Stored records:
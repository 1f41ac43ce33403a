//! Copyright and publication status

use crate::models::{AccessStatus, CopyrightStatus, PublicationStatus};

/// Marker phrases, checked in order
const COPYRIGHT_MARKERS: [(&str, CopyrightStatus); 5] = [
    ("out of copyright", CopyrightStatus::PublicDomain),
    ("copyright owned by university of melbourne", CopyrightStatus::UniversityCopyright),
    ("research purposes only", CopyrightStatus::PublicationRightsGranted),
    ("can only be viewed at", CopyrightStatus::InCopyright),
    ("all reasonable efforts", CopyrightStatus::OrphanWork),
];

/// Guess a copyright status from use-restriction text
pub fn guess_copyright(text: Option<&str>) -> Option<CopyrightStatus> {
    let text = text?.to_lowercase();
    COPYRIGHT_MARKERS
        .iter()
        .find(|(marker, _)| text.contains(marker))
        .map(|(_, status)| *status)
}

/// Public if the web publish flag is `yes`, otherwise closed records are not
/// for publication and everything else goes to review
pub fn publication_status(publish_flag: Option<&str>, access: AccessStatus) -> PublicationStatus {
    if publish_flag
        .map(|f| f.trim().eq_ignore_ascii_case("yes"))
        .unwrap_or(false)
    {
        PublicationStatus::Public
    } else if access == AccessStatus::Closed {
        PublicationStatus::NotForPublication
    } else {
        PublicationStatus::Review
    }
}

▶ _Problem_:
Write out the lines above exactly, but only from the one containing "records are not" through the last one.

▶ _Response to this exercise_:
/// Public if the web publish flag is `yes`, otherwise closed records are not
/// for publication and everything else goes to review
pub fn publication_status(publish_flag: Option<&str>, access: AccessStatus) -> PublicationStatus {
    if publish_flag
        .map(|f| f.trim().eq_ignore_ascii_case("yes"))
        .unwrap_or(false)
    {
        PublicationStatus::Public
    } else if access == AccessStatus::Closed {
        PublicationStatus::NotForPublication
    } else {
        PublicationStatus::Review
    }
}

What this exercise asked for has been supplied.